Stored data
#####

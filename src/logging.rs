// src/logging.rs
use std::sync::Once;
use tracing_subscriber::EnvFilter;

/// Environment variable holding a filter directive, e.g. `ZKS_LOG=zks=debug`.
pub const LOG_ENV: &str = "ZKS_LOG";

static INIT: Once = Once::new();

/// Starts the stderr subscriber. Safe to call more than once.
///
/// `ZKS_LOG` takes precedence, then `RUST_LOG`. Without either, `verbosity` picks the level:
/// 0 shows warnings, 1 info and 2 or more debug.
pub fn init(verbosity: u8) {
    INIT.call_once(|| {
        let filter = EnvFilter::try_from_env(LOG_ENV)
            .or_else(|_| EnvFilter::try_from_default_env())
            .unwrap_or_else(|_| EnvFilter::new(default_directive(verbosity)));

        if let Err(e) = tracing_subscriber::fmt()
            .with_env_filter(filter)
            .with_writer(std::io::stderr)
            .with_target(false)
            .compact()
            .try_init()
        {
            eprintln!("Failed to initialize logging: {e}");
        }
    });
}

const fn default_directive(verbosity: u8) -> &'static str {
    match verbosity {
        0 => "warn",
        1 => "info",
        _ => "debug",
    }
}
// src/core/ignore.rs
mod loader;
mod patterns;

pub use loader::{IGNORE_FILE, load_ignore_patterns};
pub use patterns::Patterns;
// src/cli.rs
use anyhow::{Context as _, Result, anyhow};
use clap::{Parser, Subcommand};
use serde::Serialize;
use std::collections::BTreeMap;
use std::path::PathBuf;

use crate::config::Config;
use crate::core::corpus::Corpus;
use crate::template::create_note;
use crate::utils::{
    Inspection, format_inspection, format_links, format_note_ids, format_results,
};

#[derive(Parser, Debug)]
#[command(author, version, about, long_about = None)]
pub struct Args {
    /// Notes directory (defaults to current directory)
    #[arg(short, long, default_value = ".", global = true)]
    pub directory: PathBuf,

    /// Print JSON instead of a table
    #[arg(long, global = true)]
    pub json: bool,

    /// Directories to exclude (comma-separated), replacing the configured list
    #[arg(short, long, global = true, value_delimiter = ',')]
    pub exclude: Option<Vec<String>>,

    /// More log output on stderr (-v info, -vv debug)
    #[arg(short, long, action = clap::ArgAction::Count, global = true)]
    pub verbose: u8,

    #[command(subcommand)]
    pub command: Command,
}

#[derive(Subcommand, Debug)]
pub enum Command {
    /// Rank notes by text relevance and link importance
    Search {
        /// Search text; quote a part to require it as a phrase
        text: String,

        /// Attribute filter, e.g. "status=draft" (repeatable, all must hold)
        #[arg(short, long = "filter")]
        filters: Vec<String>,

        /// Number of results to show
        #[arg(short = 'n', long)]
        limit: Option<usize>,
    },
    /// List notes matching attribute filters, ranked by importance
    Query {
        /// Attribute filters, e.g. "tags=rust and not status=done"
        #[arg(required = true)]
        filters: Vec<String>,

        /// Number of results to show
        #[arg(short = 'n', long)]
        limit: Option<usize>,
    },
    /// List every note, ranked by importance
    List,
    /// Notes linking to a note
    Backlinks {
        /// Note id, path, title, alias or file name
        note: String,
    },
    /// Outbound and inbound links of a note
    Links {
        /// Note id, path, title, alias or file name
        note: String,
    },
    /// Corpus statistics and diagnostics, or details of one note
    Inspect {
        /// Note id, path, title, alias or file name
        note: Option<String>,
    },
    /// Create a note from a template
    New {
        /// Path of the new note relative to the notes directory
        path: String,

        /// Template file with {{placeholders}}
        #[arg(short, long)]
        template: Option<PathBuf>,

        /// Template variable (repeatable)
        #[arg(long = "var", value_parser = parse_var)]
        vars: Vec<(String, String)>,
    },
}

fn parse_var(raw: &str) -> Result<(String, String), String> {
    raw.split_once('=')
        .filter(|(key, _)| !key.trim().is_empty())
        .map(|(key, value)| (key.trim().to_owned(), value.to_owned()))
        .ok_or_else(|| format!("expected KEY=VALUE, got `{raw}`"))
}

/// Runs one command.
///
/// # Errors
///
/// Returns an error if the corpus cannot be loaded, a filter is malformed, a note cannot
/// be created or output cannot be serialized.
pub fn run(args: Args) -> Result<()> {
    let mut config = Config::load(&args.directory)
        .with_context(|| format!("Failed to load settings for {}", args.directory.display()))?;
    if let Some(exclude) = args.exclude {
        config.scan.exclude = exclude;
    }

    if let Command::New {
        path,
        template,
        vars,
    } = &args.command
    {
        let vars: BTreeMap<String, String> = vars.iter().cloned().collect();
        let created = create_note(&config.directory, path, template.as_deref(), &vars)
            .with_context(|| format!("Failed to create note {path}"))?;
        return emit(args.json, &created, || format!("{}\n", created.display()));
    }

    let corpus = Corpus::load(&config)
        .with_context(|| format!("Failed to load notes from {}", config.directory.display()))?;

    match args.command {
        Command::Search {
            text,
            filters,
            limit,
        } => {
            let mut results = corpus
                .search(&text, &filters)
                .context("Invalid filter")?;
            results.truncate(limit.unwrap_or(config.search.limit));
            emit(args.json, &results, || format_results(&results))
        }
        Command::Query { filters, limit } => {
            let mut results = corpus.query(&filters).context("Invalid filter")?;
            results.truncate(limit.unwrap_or(usize::MAX));
            emit(args.json, &results, || format_results(&results))
        }
        Command::List => {
            let results = corpus.query::<&str>(&[]).context("Invalid filter")?;
            emit(args.json, &results, || format_results(&results))
        }
        Command::Backlinks { note } => {
            let backlinks = corpus.backlinks(&note);
            emit(args.json, &backlinks, || format_note_ids(&backlinks))
        }
        Command::Links { note } => {
            let summary = corpus.lookup_links(&note);
            emit(args.json, &summary, || format_links(&summary))
        }
        Command::Inspect { note } => {
            let inspection = match note {
                Some(note) => Inspection::note(&corpus, &note)
                    .ok_or_else(|| anyhow!("No note matches `{note}`"))?,
                None => Inspection::corpus(&corpus),
            };
            emit(args.json, &inspection, || format_inspection(&inspection))
        }
        Command::New { .. } => Ok(()),
    }
}

fn emit<T: Serialize + ?Sized>(json: bool, value: &T, plain: impl FnOnce() -> String) -> Result<()> {
    if json {
        let out = serde_json::to_string_pretty(value).context("Failed to serialize output")?;
        println!("{out}");
    } else {
        print!("{}", plain());
    }
    Ok(())
}
//! The workspace facade.
//!
//! [`WorkspaceService`] composes the cell store, staleness tracking, the
//! compilation cache and the query engine behind one surface used by the
//! editor UI and the evaluation host.
//!
//! # Concurrency
//!
//! Structural mutations (`insert_cell`, `remove_cell`, `move_cell`,
//! `set_cell_buffer`) are synchronous and take the workspace write lock, so
//! they are applied one at a time. Reads and queries take the read lock only
//! long enough to copy what they need and are consistent with the chain as it
//! was when they began. Every async operation takes a cancellation token;
//! [`WorkspaceService::dispose`] cancels everything still running.

mod config;
mod events;
mod state;

use std::sync::Arc;

use parking_lot::RwLock;
use rustc_hash::FxHashSet;
use tokio::sync::broadcast;
use tokio_util::sync::CancellationToken;

use crate::cells::CellId;
use crate::compile::{
    Compilation, CompilationCache, CompilerBackend, Diagnostic, EvaluationEnvironment,
    ExternalDependency, Position,
};
use crate::error::{Error, Result};
use crate::query::{CompletionItem, Hover, LanguageQueryEngine, SignatureHelp};
use crate::topology::{LinearTopology, TopologyResolver};

pub use config::{DEFAULT_EVENT_CAPACITY, EvaluationContextId, WorkspaceConfiguration};
pub use events::WorkspaceEvent;
pub use state::{SharedState, WorkspaceState};

/// Builder for a [`WorkspaceService`].
pub struct WorkspaceBuilder<B: CompilerBackend> {
    backend: B,
    configuration: WorkspaceConfiguration,
    environment: EvaluationEnvironment,
    topology: Arc<dyn TopologyResolver>,
}

impl<B: CompilerBackend> WorkspaceBuilder<B> {
    pub fn configuration(mut self, configuration: WorkspaceConfiguration) -> Self {
        self.configuration = configuration;
        self
    }

    /// Environment used when queries need to compile.
    pub fn environment(mut self, environment: EvaluationEnvironment) -> Self {
        self.environment = environment;
        self
    }

    pub fn topology(mut self, topology: impl TopologyResolver + 'static) -> Self {
        self.topology = Arc::new(topology);
        self
    }

    pub fn build(self) -> WorkspaceService<B> {
        let evaluation_context_id = EvaluationContextId::new();
        let configuration = Arc::new(self.configuration);
        let (events, _) = broadcast::channel(configuration.event_capacity.max(1));
        let root = CancellationToken::new();

        let state: SharedState<B::Artifact> = Arc::new(RwLock::new(WorkspaceState::new(
            evaluation_context_id.as_uuid(),
            self.topology,
        )));
        let cache = Arc::new(CompilationCache::new(
            Arc::clone(&state),
            Arc::new(self.backend),
            Arc::clone(&configuration),
            events.clone(),
            root.clone(),
        ));
        let queries = LanguageQueryEngine::new(
            Arc::clone(&state),
            Arc::clone(&cache),
            self.environment,
            root.clone(),
        );

        tracing::debug!(
            context = %evaluation_context_id,
            language = %configuration.language,
            "opened workspace"
        );

        WorkspaceService {
            inner: Arc::new(WorkspaceInner {
                evaluation_context_id,
                configuration,
                state,
                cache,
                queries,
                events,
                root,
            }),
        }
    }
}

struct WorkspaceInner<B: CompilerBackend> {
    evaluation_context_id: EvaluationContextId,
    configuration: Arc<WorkspaceConfiguration>,
    state: SharedState<B::Artifact>,
    cache: Arc<CompilationCache<B>>,
    queries: LanguageQueryEngine<B>,
    events: broadcast::Sender<WorkspaceEvent>,
    root: CancellationToken,
}

impl<B: CompilerBackend> Drop for WorkspaceInner<B> {
    fn drop(&mut self) {
        self.root.cancel();
    }
}

/// A notebook workspace: an ordered chain of code cells with incremental
/// compilation and language queries.
///
/// Cloning is cheap and yields another handle to the same workspace. The
/// workspace is disposed when [`dispose`](Self::dispose) is called or the
/// last handle is dropped.
pub struct WorkspaceService<B: CompilerBackend> {
    inner: Arc<WorkspaceInner<B>>,
}

impl<B: CompilerBackend> Clone for WorkspaceService<B> {
    fn clone(&self) -> Self {
        Self {
            inner: Arc::clone(&self.inner),
        }
    }
}

impl<B: CompilerBackend> WorkspaceService<B> {
    /// Create a workspace with the given configuration and default settings.
    pub fn new(backend: B, configuration: WorkspaceConfiguration) -> Self {
        Self::builder(backend).configuration(configuration).build()
    }

    pub fn builder(backend: B) -> WorkspaceBuilder<B> {
        WorkspaceBuilder {
            backend,
            configuration: WorkspaceConfiguration::default(),
            environment: EvaluationEnvironment::default(),
            topology: Arc::new(LinearTopology),
        }
    }

    // =========================================================================
    // Metadata
    // =========================================================================

    pub fn evaluation_context_id(&self) -> EvaluationContextId {
        self.inner.evaluation_context_id
    }

    pub fn configuration(&self) -> &WorkspaceConfiguration {
        &self.inner.configuration
    }

    /// Environment used when queries need to compile.
    pub fn default_environment(&self) -> &EvaluationEnvironment {
        self.inner.queries.environment()
    }

    /// Subscribe to workspace events.
    pub fn subscribe(&self) -> broadcast::Receiver<WorkspaceEvent> {
        self.inner.events.subscribe()
    }

    pub fn compilation_cache(&self) -> &Arc<CompilationCache<B>> {
        &self.inner.cache
    }

    // =========================================================================
    // Cell Structure
    // =========================================================================

    /// Insert a new cell between two adjacent cells.
    ///
    /// The new cell starts outdated, as does everything after it.
    pub fn insert_cell(
        &self,
        initial_buffer: impl Into<String>,
        previous: Option<CellId>,
        next: Option<CellId>,
    ) -> Result<CellId> {
        let initial_buffer = initial_buffer.into();
        let (cell_id, outdated) = self.mutate(|state| {
            let cell_id = state.cells.insert_cell(initial_buffer, previous, next)?;
            state.staleness.track(cell_id);
            let outdated = state.invalidate_from(cell_id)?;
            Ok((cell_id, outdated))
        })?;

        tracing::debug!(cell = %cell_id, "inserted cell");
        self.broadcast(WorkspaceEvent::CellInserted { cell_id });
        self.publish_outdated(outdated);
        Ok(cell_id)
    }

    /// Remove a cell.
    ///
    /// `next` must name the cell's current successor; a mismatch fails with
    /// [`Error::StaleReference`] and leaves the chain unchanged.
    pub fn remove_cell(&self, cell_id: CellId, next: Option<CellId>) -> Result<()> {
        let ((), outdated) = self.mutate(|state| {
            let removed = state.cells.remove_cell(cell_id, next)?;
            state.staleness.forget(cell_id);
            state.memo.evict(cell_id);
            let outdated = match removed.successor {
                Some(successor) => state.invalidate_from(successor)?,
                None => Vec::new(),
            };
            Ok(((), outdated))
        })?;

        self.inner.cache.cancel_flights(&[cell_id]);
        tracing::debug!(cell = %cell_id, "removed cell");
        self.broadcast(WorkspaceEvent::CellRemoved { cell_id });
        self.publish_outdated(outdated);
        Ok(())
    }

    /// Move a cell between two other adjacent cells, keeping its identity.
    ///
    /// Everything from the earlier of the old and new positions onward
    /// becomes outdated.
    pub fn move_cell(
        &self,
        cell_id: CellId,
        previous: Option<CellId>,
        next: Option<CellId>,
    ) -> Result<()> {
        let ((), outdated) = self.mutate(|state| {
            let old_successor = state.cells.move_cell(cell_id, previous, next)?;
            let mut marked: FxHashSet<CellId> =
                state.invalidate_from(cell_id)?.into_iter().collect();
            if let Some(successor) = old_successor {
                marked.extend(state.invalidate_from(successor)?);
            }
            let outdated = state
                .topology
                .sorted(&state.cells)
                .into_iter()
                .filter(|id| marked.contains(id))
                .collect();
            Ok(((), outdated))
        })?;

        tracing::debug!(cell = %cell_id, "moved cell");
        self.broadcast(WorkspaceEvent::CellMoved { cell_id });
        self.publish_outdated(outdated);
        Ok(())
    }

    /// Replace a cell's buffer.
    ///
    /// Bumps the cell's version, drops its memoized compilation and marks it
    /// and every later cell outdated.
    pub fn set_cell_buffer(&self, cell_id: CellId, buffer: impl Into<String>) -> Result<()> {
        let buffer = buffer.into();
        let (version, outdated) = self.mutate(|state| {
            let version = state.cells.set_cell_buffer(cell_id, buffer)?;
            state.memo.evict(cell_id);
            let outdated = state.invalidate_from(cell_id)?;
            Ok((version, outdated))
        })?;

        tracing::trace!(cell = %cell_id, version, "buffer changed");
        self.broadcast(WorkspaceEvent::CellBufferChanged { cell_id, version });
        self.publish_outdated(outdated);
        Ok(())
    }

    // =========================================================================
    // Cell Reads
    // =========================================================================

    pub fn get_cell_buffer(&self, cell_id: CellId) -> Result<String> {
        self.ensure_live()?;
        let state = self.inner.state.read();
        state.cells.get_cell_buffer(cell_id).map(str::to_string)
    }

    /// Cells in compile/execution order.
    pub fn get_topologically_sorted_cell_ids(&self) -> Result<Vec<CellId>> {
        self.ensure_live()?;
        let state = self.inner.state.read();
        Ok(state.topology.sorted(&state.cells))
    }

    /// `cell_id` and every cell whose results depend on it, in order.
    pub fn invalidated_by(&self, cell_id: CellId) -> Result<Vec<CellId>> {
        self.ensure_live()?;
        let state = self.inner.state.read();
        state.topology.invalidated_by(&state.cells, cell_id)
    }

    pub fn cell_count(&self) -> Result<usize> {
        self.ensure_live()?;
        Ok(self.inner.state.read().cells.len())
    }

    /// Whether the cell's analysis results are stale.
    pub fn is_cell_outdated(&self, cell_id: CellId) -> Result<bool> {
        self.ensure_live()?;
        self.inner.state.read().is_outdated(cell_id)
    }

    /// Whether the cell's buffer is a syntactically complete unit.
    ///
    /// Uses the backend's cheap syntactic check; never compiles.
    pub fn is_cell_complete(&self, cell_id: CellId) -> Result<bool> {
        let buffer = self.get_cell_buffer(cell_id)?;
        Ok(self.inner.cache.backend().is_complete(&buffer))
    }

    // =========================================================================
    // Compilation and Queries
    // =========================================================================

    /// Get a current compilation of the cell under `environment`.
    ///
    /// The compilation carries its diagnostics.
    pub async fn get_cell_compilation(
        &self,
        cell_id: CellId,
        environment: &EvaluationEnvironment,
        cancel: &CancellationToken,
    ) -> Result<Arc<Compilation<B::Artifact>>> {
        self.ensure_live()?;
        self.inner
            .cache
            .get_cell_compilation(cell_id, environment, cancel)
            .await
    }

    pub async fn get_cell_diagnostics(
        &self,
        cell_id: CellId,
        cancel: &CancellationToken,
    ) -> Result<Vec<Diagnostic>> {
        self.ensure_live()?;
        self.inner.queries.get_cell_diagnostics(cell_id, cancel).await
    }

    pub async fn get_hover(
        &self,
        cell_id: CellId,
        position: Position,
        cancel: &CancellationToken,
    ) -> Result<Option<Hover>> {
        self.ensure_live()?;
        self.inner.queries.get_hover(cell_id, position, cancel).await
    }

    pub async fn get_completions(
        &self,
        cell_id: CellId,
        position: Position,
        cancel: &CancellationToken,
    ) -> Result<Vec<CompletionItem>> {
        self.ensure_live()?;
        self.inner
            .queries
            .get_completions(cell_id, position, cancel)
            .await
    }

    pub async fn get_signature_help(
        &self,
        cell_id: CellId,
        position: Position,
        cancel: &CancellationToken,
    ) -> Result<Option<SignatureHelp>> {
        self.ensure_live()?;
        self.inner
            .queries
            .get_signature_help(cell_id, position, cancel)
            .await
    }

    /// Packages referenced by the latest compilations of all cells.
    ///
    /// Never compiles; returns an empty list once disposed.
    pub fn get_external_dependencies(&self) -> Vec<ExternalDependency> {
        if self.is_disposed() {
            return Vec::new();
        }
        self.inner.queries.get_external_dependencies()
    }

    // =========================================================================
    // Lifecycle
    // =========================================================================

    /// Cancel all in-flight compilations and queries and refuse further use.
    pub fn dispose(&self) {
        if self.inner.root.is_cancelled() {
            return;
        }
        self.inner.root.cancel();
        self.inner.cache.cancel_all();

        tracing::debug!(context = %self.inner.evaluation_context_id, "disposed workspace");
        self.broadcast(WorkspaceEvent::Disposed);
    }

    pub fn is_disposed(&self) -> bool {
        self.inner.root.is_cancelled()
    }

    fn ensure_live(&self) -> Result<()> {
        if self.is_disposed() {
            Err(Error::Disposed)
        } else {
            Ok(())
        }
    }

    /// Apply a structural mutation under the write lock.
    fn mutate<T>(
        &self,
        apply: impl FnOnce(&mut WorkspaceState<B::Artifact>) -> Result<(T, Vec<CellId>)>,
    ) -> Result<(T, Vec<CellId>)> {
        self.ensure_live()?;
        let mut state = self.inner.state.write();
        apply(&mut *state)
    }

    /// Cancel compiles of newly outdated cells and notify subscribers.
    fn publish_outdated(&self, outdated: Vec<CellId>) {
        if outdated.is_empty() {
            return;
        }
        self.inner.cache.cancel_flights(&outdated);
        self.broadcast(WorkspaceEvent::CellsOutdated { cell_ids: outdated });
    }

    /// Broadcast an event, ignoring the case where nobody is listening.
    fn broadcast(&self, event: WorkspaceEvent) {
        let _ = self.inner.events.send(event);
    }
}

#####

▶ [YOUR TASK]:
Using the entries above, copy out all lines that contain the string "vars".

▶ [TASK RESULT]:
        vars: Vec<(String, String)>,
        vars,
        let vars: BTreeMap<String, String> = vars.iter().cloned().collect();
        let created = create_note(&config.directory, path, template.as_deref(), &vars)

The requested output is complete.